Approximately 13% of the country’s gross domestic product (GDP) depends on information and communication technology (ICT), and India’s digital economy accounts for nearly ${\$}$200 billion in economic value annually. The literature has well established the function of ICT in stimulating economic growth. The work focuses on the relationship between the ICT use index and GDP based on the last 30-year time series multivariate data. The variables having a high correlation with respect to GDP has taken for the analysis. This work also forecasts the next 10-year growth in ICT use index and GDP w.r.t each other using machine learning and deep learning models which are linear regression(LR), random forest(RF), temporal convolutional network(TCN), Kalman forecaster(KF), Neural Basis Expansion Analysis for Interpretable Time Series Forecasting (NBEATS) model and transformer model. There are eight performance metrics we have used for model evaluation.

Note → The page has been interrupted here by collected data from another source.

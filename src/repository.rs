use crate::models::{Content, CreateContentRequest, NewUser, UpdateContentRequest, User};
use crate::query::ContentScope;
use async_trait::async_trait;
use sqlx::{PgPool, Postgres, query_builder::QueryBuilder};
use std::sync::Arc;
use uuid::Uuid;

/// RepoError
///
/// Failures the write path must distinguish. Everything else on the read path
/// is logged and collapsed into an empty/absent result, matching how the
/// store is consumed by the handlers.
#[derive(Debug, thiserror::Error)]
pub enum RepoError {
    /// Unique-violation on users.email.
    #[error("email already registered")]
    DuplicateEmail,
    #[error("database error: {0}")]
    Database(#[from] sqlx::Error),
}

/// Repository Trait
///
/// The abstract contract for all persistence operations, covering the
/// credential store (users) and the content store. Handlers interact with
/// this trait only, so tests can substitute an in-memory implementation.
///
/// **Send + Sync + async_trait** make the trait object (`Arc<dyn Repository>`)
/// shareable across Axum's task boundaries.
#[async_trait]
pub trait Repository: Send + Sync {
    // --- Credential store ---
    /// Inserts a new identity record. The email must already be normalized
    /// and the password already hashed.
    async fn create_user(&self, user: NewUser) -> Result<User, RepoError>;
    async fn get_user(&self, id: Uuid) -> Option<User>;
    /// Lookup by the normalized email key.
    async fn find_user_by_email(&self, email: &str) -> Option<User>;

    // --- Content store, read path ---
    /// The access-filtered listing: visibility scope first, then the optional
    /// search narrowing, ordered by id ascending, sliced by limit/offset.
    async fn list_content(
        &self,
        scope: ContentScope,
        search: Option<String>,
        limit: i64,
        offset: i64,
    ) -> Vec<Content>;
    /// Total row count under the same scope and search filters.
    async fn count_content(&self, scope: ContentScope, search: Option<String>) -> i64;
    /// Raw fetch by id, no visibility check; callers apply `can_access`.
    async fn get_content(&self, id: i64) -> Option<Content>;

    // --- Content store, write path ---
    /// Inserts a row owned by `author_id` (always the authenticated requester).
    async fn create_content(
        &self,
        author_id: Uuid,
        req: CreateContentRequest,
    ) -> Result<Content, RepoError>;
    /// Partial update via COALESCE; refreshes updated_at. None when the row
    /// vanished between the caller's access check and this statement.
    async fn update_content(&self, id: i64, req: UpdateContentRequest) -> Option<Content>;
    /// Deletes the row and returns it, so the caller can run the post-delete
    /// document cleanup hook against the returned `document` key.
    async fn delete_content(&self, id: i64) -> Option<Content>;
}

/// RepositoryState
///
/// The concrete type used to share the persistence layer across the
/// application state.
pub type RepositoryState = Arc<dyn Repository>;

const USER_COLUMNS: &str = "id, email, password_hash, full_name, phone, address, city, state, \
     country, pincode, is_staff, is_superuser, is_author, is_active, date_joined";

const CONTENT_COLUMNS: &str =
    "id, author_id, title, body, summary, categories, document, created_at, updated_at";

/// PostgresRepository
///
/// The concrete implementation of the `Repository` trait, backed by the
/// PostgreSQL connection pool. Queries are runtime-bound so the crate builds
/// without a live database.
pub struct PostgresRepository {
    pool: PgPool,
}

impl PostgresRepository {
    pub fn new(pool: PgPool) -> Self {
        Self { pool }
    }
}

/// Appends the visibility scope and the optional search narrowing to a query
/// under construction. Used identically by the listing and the count so the
/// two can never disagree about which rows are in play.
///
/// The scope is applied before the search term: a non-staff requester's
/// search runs only over their own rows.
fn push_filters(builder: &mut QueryBuilder<Postgres>, scope: ContentScope, search: Option<&str>) {
    if let ContentScope::AuthoredBy(author_id) = scope {
        builder.push(" AND author_id = ");
        builder.push_bind(author_id);
    }

    if let Some(term) = search {
        // Case-insensitive literal substring across all four text fields;
        // like_pattern escapes any LIKE metacharacters in the term.
        let pattern = crate::query::like_pattern(term);
        builder.push(" AND (title ILIKE ");
        builder.push_bind(pattern.clone());
        builder.push(" OR body ILIKE ");
        builder.push_bind(pattern.clone());
        builder.push(" OR summary ILIKE ");
        builder.push_bind(pattern.clone());
        builder.push(" OR categories ILIKE ");
        builder.push_bind(pattern);
        builder.push(")");
    }
}

#[async_trait]
impl Repository for PostgresRepository {
    /// create_user
    ///
    /// Inserts the identity record, mapping the unique-violation on email to
    /// `RepoError::DuplicateEmail` so the handler can answer 400 instead of 500.
    async fn create_user(&self, user: NewUser) -> Result<User, RepoError> {
        let sql = format!(
            "INSERT INTO users (id, email, password_hash, full_name, phone, address, city, state, \
             country, pincode, is_staff, is_superuser, is_author, is_active, date_joined) \
             VALUES ($1, $2, $3, $4, $5, $6, $7, $8, $9, $10, $11, $12, $13, TRUE, NOW()) \
             RETURNING {USER_COLUMNS}"
        );
        sqlx::query_as::<_, User>(&sql)
            .bind(Uuid::new_v4())
            .bind(user.email)
            .bind(user.password_hash)
            .bind(user.full_name)
            .bind(user.phone)
            .bind(user.address)
            .bind(user.city)
            .bind(user.state)
            .bind(user.country)
            .bind(user.pincode)
            .bind(user.is_staff)
            .bind(user.is_superuser)
            .bind(user.is_author)
            .fetch_one(&self.pool)
            .await
            .map_err(|e| {
                if e.as_database_error()
                    .map(|db| db.is_unique_violation())
                    .unwrap_or(false)
                {
                    RepoError::DuplicateEmail
                } else {
                    tracing::error!("create_user error: {:?}", e);
                    RepoError::Database(e)
                }
            })
    }

    async fn get_user(&self, id: Uuid) -> Option<User> {
        let sql = format!("SELECT {USER_COLUMNS} FROM users WHERE id = $1");
        sqlx::query_as::<_, User>(&sql)
            .bind(id)
            .fetch_optional(&self.pool)
            .await
            .unwrap_or_else(|e| {
                tracing::error!("get_user error: {:?}", e);
                None
            })
    }

    async fn find_user_by_email(&self, email: &str) -> Option<User> {
        let sql = format!("SELECT {USER_COLUMNS} FROM users WHERE email = $1");
        sqlx::query_as::<_, User>(&sql)
            .bind(email)
            .fetch_optional(&self.pool)
            .await
            .unwrap_or_else(|e| {
                tracing::error!("find_user_by_email error: {:?}", e);
                None
            })
    }

    /// list_content
    ///
    /// The query engine's data path. The scope filter is part of the base
    /// query and applied unconditionally; ORDER BY id ASC keeps page
    /// boundaries stable across requests.
    async fn list_content(
        &self,
        scope: ContentScope,
        search: Option<String>,
        limit: i64,
        offset: i64,
    ) -> Vec<Content> {
        let mut builder: QueryBuilder<Postgres> = QueryBuilder::new(format!(
            "SELECT {CONTENT_COLUMNS} FROM contents WHERE 1 = 1"
        ));
        push_filters(&mut builder, scope, search.as_deref());
        builder.push(" ORDER BY id ASC LIMIT ");
        builder.push_bind(limit);
        builder.push(" OFFSET ");
        builder.push_bind(offset);

        match builder.build_query_as::<Content>().fetch_all(&self.pool).await {
            Ok(rows) => rows,
            Err(e) => {
                tracing::error!("list_content error: {:?}", e);
                vec![]
            }
        }
    }

    async fn count_content(&self, scope: ContentScope, search: Option<String>) -> i64 {
        let mut builder: QueryBuilder<Postgres> =
            QueryBuilder::new("SELECT COUNT(*) FROM contents WHERE 1 = 1");
        push_filters(&mut builder, scope, search.as_deref());

        match builder
            .build_query_scalar::<i64>()
            .fetch_one(&self.pool)
            .await
        {
            Ok(count) => count,
            Err(e) => {
                tracing::error!("count_content error: {:?}", e);
                0
            }
        }
    }

    async fn get_content(&self, id: i64) -> Option<Content> {
        let sql = format!("SELECT {CONTENT_COLUMNS} FROM contents WHERE id = $1");
        sqlx::query_as::<_, Content>(&sql)
            .bind(id)
            .fetch_optional(&self.pool)
            .await
            .unwrap_or_else(|e| {
                tracing::error!("get_content error: {:?}", e);
                None
            })
    }

    async fn create_content(
        &self,
        author_id: Uuid,
        req: CreateContentRequest,
    ) -> Result<Content, RepoError> {
        let sql = format!(
            "INSERT INTO contents (author_id, title, body, summary, categories, document, \
             created_at, updated_at) VALUES ($1, $2, $3, $4, $5, $6, NOW(), NOW()) \
             RETURNING {CONTENT_COLUMNS}"
        );
        sqlx::query_as::<_, Content>(&sql)
            .bind(author_id)
            .bind(req.title)
            .bind(req.body)
            .bind(req.summary)
            .bind(req.categories)
            .bind(req.document)
            .fetch_one(&self.pool)
            .await
            .map_err(|e| {
                tracing::error!("create_content error: {:?}", e);
                RepoError::Database(e)
            })
    }

    /// update_content
    ///
    /// COALESCE keeps every column whose corresponding request field is None,
    /// implementing the partial-update contract in one statement; updated_at
    /// is refreshed on every successful pass.
    async fn update_content(&self, id: i64, req: UpdateContentRequest) -> Option<Content> {
        let sql = format!(
            "UPDATE contents SET \
                title = COALESCE($2, title), \
                body = COALESCE($3, body), \
                summary = COALESCE($4, summary), \
                categories = COALESCE($5, categories), \
                document = COALESCE($6, document), \
                updated_at = NOW() \
             WHERE id = $1 RETURNING {CONTENT_COLUMNS}"
        );
        sqlx::query_as::<_, Content>(&sql)
            .bind(id)
            .bind(req.title)
            .bind(req.body)
            .bind(req.summary)
            .bind(req.categories)
            .bind(req.document)
            .fetch_optional(&self.pool)
            .await
            .unwrap_or_else(|e| {
                tracing::error!("update_content error: {:?}", e);
                None
            })
    }

    /// delete_content
    ///
    /// Returns the deleted row so the handler can fire the best-effort
    /// document cleanup hook. The row delete commits regardless of what the
    /// hook later does.
    async fn delete_content(&self, id: i64) -> Option<Content> {
        let sql = format!("DELETE FROM contents WHERE id = $1 RETURNING {CONTENT_COLUMNS}");
        sqlx::query_as::<_, Content>(&sql)
            .bind(id)
            .fetch_optional(&self.pool)
            .await
            .unwrap_or_else(|e| {
                tracing::error!("delete_content error: {:?}", e);
                None
            })
    }
}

The transformer model has been suggested as the best predicting model with the least root mean squared error value of 0.326, mean absolute error of 0.51, mean absolute ranged relative error of 52.592, and so on. This paper also suggested policies to foster the country’s economic growth using ICT.
基于深度学习的印度GDP和ICT增长预测时间序列模型
该国大约13%的国内生产总值(GDP)依赖于信息和通信技术(ICT),印度的数字经济每年占近2000亿美元的经济价值。文献已经很好地确立了信息通信技术在促进经济增长中的作用。本研究的重点是基于近30年时间序列多变量数据的ICT使用指数与GDP之间的关系。选取与GDP高度相关的变量进行分析。这项工作还使用机器学习和深度学习模型预测了未来10年ICT使用指数和GDP的增长,这些模型包括线性回归(LR)、随机森林(RF)、时间卷积网络(TCN)、卡尔曼预测器(KF)、可解释时间序列预测(NBEATS)模型和变压器模型的神经基础扩展分析。我们在模型评估中使用了8个性能指标。变压器模型的均方根误差最小,为0.326,平均绝对误差为0.51,平均绝对极差相对误差为52.592等,是最佳的预测模型。本文还提出了利用信息通信技术促进国家经济增长的政策建议。
本文章由计算机程序翻译,如有差异,请以英文原文为准。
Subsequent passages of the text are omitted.